Fracking: What’s all the fuss about?

Over the past week, there has been major fracas over the issue of fracking in the UK. The little village of Balcombe in West Sussex became the stage of the latest showdown between environmentalists and the Caudrilla drilling company, with the police acting as umpire. Watching reels of footage from the protest, I was particularly nauseated and irritated at the sight of able men and women (of all ages) camping outside the drilling site and in effect constituting a nuisance to public order. I watched them in awe, wondering “what’s all the fuss about?” With the country’s economy on life support and unemployment at a staggering 7.7%, I was scandalised to see people loitering the streets in the name of a protest while effectively holding the community to ransom.

So, what’s all the fuss about?

Hydraulic fracturing, also commonly known as fracking, is a technique for recovering gas from shale rock. Although controversial and demonised by environmental groups, it has a long established presence in the UK’s energy industry.

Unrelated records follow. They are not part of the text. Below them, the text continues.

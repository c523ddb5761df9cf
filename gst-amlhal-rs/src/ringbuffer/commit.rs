// SPDX-FileCopyrightText: 2025 2025 Contributors to the gst-amlhal project.
// SPDX-License-Identifier: Apache-2.0

//! Commit and clear: the data path into the HAL stream.

use amlhal::OutputStream;
use tracing::{debug, error, trace, warn};

use super::{
    CompressedFormat, FLUSH_DATA_SIZE, RingBuffer, RingBufferError, SampleFormat, SessionState,
    TimeSource, header,
};

impl RingBuffer {
    /// Writes `in_samples` samples from `data` to the device.
    ///
    /// Returns how many samples the caller may consider consumed:
    ///
    /// - `in_samples` once everything was written, when the cursor is paused
    ///   (the data is dropped), or when the first compressed chunk has no
    ///   decodable header (the chunk is dropped)
    /// - `0` when playback may not start yet, paused sessions included; the
    ///   caller retries later
    ///
    /// Compressed streams are counted in bytes, raw PCM in sample frames.
    ///
    /// # Errors
    ///
    /// [`RingBufferError::FrameAlignment`] leaves the data unconsumed so it can
    /// be retried together with more bytes. [`RingBufferError::BufferTooSmall`]
    /// is fatal for the session. [`RingBufferError::DeviceFault`] stops the
    /// write loop; samples already written stay accounted.
    pub fn commit(
        &mut self,
        data: &[u8],
        in_samples: i64,
        out_samples: i64,
    ) -> Result<usize, RingBufferError> {
        if in_samples < 0 || in_samples != out_samples {
            error!("unsupported use case {}/{}", in_samples, out_samples);
            return Err(RingBufferError::UnsupportedRateConversion {
                in_samples,
                out_samples,
            });
        }
        let spec = self.spec.ok_or(RingBufferError::NotAcquired)?;
        let stream = self.stream.clone().ok_or(RingBufferError::NotAcquired)?;

        let in_samples = in_samples as usize;
        let mut bpf = spec.bytes_per_frame();
        let byte_count = in_samples
            .checked_mul(bpf)
            .ok_or(RingBufferError::ShortPayload {
                len: data.len(),
                needed: usize::MAX,
            })?;
        if data.len() < byte_count {
            return Err(RingBufferError::ShortPayload {
                len: data.len(),
                needed: byte_count,
            });
        }
        let data = &data[..byte_count];

        let compressed = match spec.format {
            SampleFormat::Pcm16 => None,
            SampleFormat::Ac3 => Some(CompressedFormat::Ac3),
            SampleFormat::EAc3 => Some(CompressedFormat::EAc3),
        };

        if let Some(format) = compressed {
            if !self.meta.parsed {
                match header::parse(format, data) {
                    Ok(meta) => {
                        debug!(
                            "encoded_size {} spf {}",
                            meta.encoded_frame_size, meta.samples_per_frame
                        );
                        if let Some(rate) = meta.sample_rate_override {
                            self.time.set_sample_rate(rate);
                        }
                        self.meta = meta;
                    }
                    Err(err) => {
                        warn!("parse header info fails ({}), discard {} bytes", err, byte_count);
                        return Ok(in_samples);
                    }
                }
            }

            let frame_size = self.meta.encoded_frame_size as usize;
            if byte_count % frame_size != 0 {
                error!("not frame aligned {} {}", byte_count, frame_size);
                return Err(RingBufferError::FrameAlignment {
                    len: byte_count,
                    frame_size,
                });
            }
        }

        if self.time.state() != SessionState::Started {
            if !self.time.may_start() {
                trace!("we can not start");
                return Ok(0);
            }
            debug!("start!");
            self.start()?;
        }

        // Only reachable when the cursor is paused on a started session;
        // `pause()` moves the state to Paused and the gate above resumes it.
        if self.cursor.paused {
            warn!("drop {} frame in pause state", in_samples);
            return Ok(in_samples);
        }

        let payload = match (&mut self.extend, compressed) {
            (Some(extend), None) => {
                let expanded = extend.expand(data, bpf).inspect_err(|err| {
                    error!("{}", err);
                })?;
                bpf *= 2;
                expanded
            }
            _ => data,
        };

        let time = &self.time;
        let cursor = &mut self.cursor;
        match compressed {
            Some(_) => {
                let frame_size = self.meta.encoded_frame_size as usize;
                let samples_per_frame = self.meta.samples_per_frame as u64;
                for frame in payload.chunks_exact(frame_size) {
                    write_all(&*stream, time, frame, |_| {})?;
                    cursor.samples_committed += samples_per_frame;
                    cursor.frames_sent += 1;
                    trace!(
                        "frame {} written, sample {}",
                        cursor.frames_sent, cursor.samples_committed
                    );
                }
            }
            None => {
                let mut accounted = 0;
                write_all(&*stream, time, payload, |written_total| {
                    let whole = written_total / bpf;
                    cursor.samples_committed += (whole - accounted) as u64;
                    accounted = whole;
                })?;
                trace!("pcm written, sample {}", cursor.samples_committed);
            }
        }

        Ok(in_samples)
    }

    /// Discards what is queued so playback can restart cleanly.
    ///
    /// Raw PCM is pushed out of the device with a block of silence.
    /// Compressed streams have no silence encoding; the clear is only
    /// recorded so [`TimeSource::current_time`] can bridge the gap.
    pub fn clear(&mut self) {
        let (Some(stream), Some(spec)) = (self.stream.as_ref(), self.spec.as_ref()) else {
            return;
        };

        if spec.format.is_compressed() {
            debug!("flush bitstream frame_sent {}", self.cursor.frames_sent);
        } else {
            let silence = vec![0u8; FLUSH_DATA_SIZE];
            match write_all(&**stream, &self.time, &silence, |_| {}) {
                Ok(()) => debug!("clear done"),
                Err(err) => error!("clear failed: {}", err),
            }
        }
        self.time.mark_flushed();
    }
}

/// Writes all of `data`, reissuing the remainder after partial writes.
///
/// `progress` sees the running total after every write. A write that
/// returns zero is retried as is.
fn write_all(
    stream: &dyn OutputStream,
    time: &TimeSource,
    data: &[u8],
    mut progress: impl FnMut(usize),
) -> Result<(), RingBufferError> {
    let mut offset = 0;
    while offset < data.len() {
        let written = stream.write(&data[offset..]).inspect_err(|err| {
            error!("write failed after {}/{} bytes: {}", offset, data.len(), err);
        })?;
        let written = written.min(data.len() - offset);
        if written > 0 {
            time.clear_flushed();
        }
        offset += written;
        trace!("write {} left {}", written, data.len() - offset);
        progress(offset);
    }
    Ok(())
}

In actual fact, Caudrillia fractured its first site in Elswick two decades ago in 1993. Similarly, fracking has been deployed in the US since 1947 and has since become a common feature in the US energy landscape. A staggering 60% of onshore natural gas production comes from fracking. Contrary to popular media and environmental discursive framings, fracking is not a novel phenomenon. What then is the problem?

In 2011, fracking was temporally suspended in the UK after some minor earthquakes in Blackpool. However, after an independent assessment, the Department for Energy and Climate Change (DECC) concluded that although there was a possible risk of  earthquakes happening in the future as a result of fracking, the effects of such seismic activity would only be minimal. This review significantly allayed the government’s fears and in turn led to the removal of the embargo on fracking. Fast forward two years later and the battle has moved from the North West to West Sussex.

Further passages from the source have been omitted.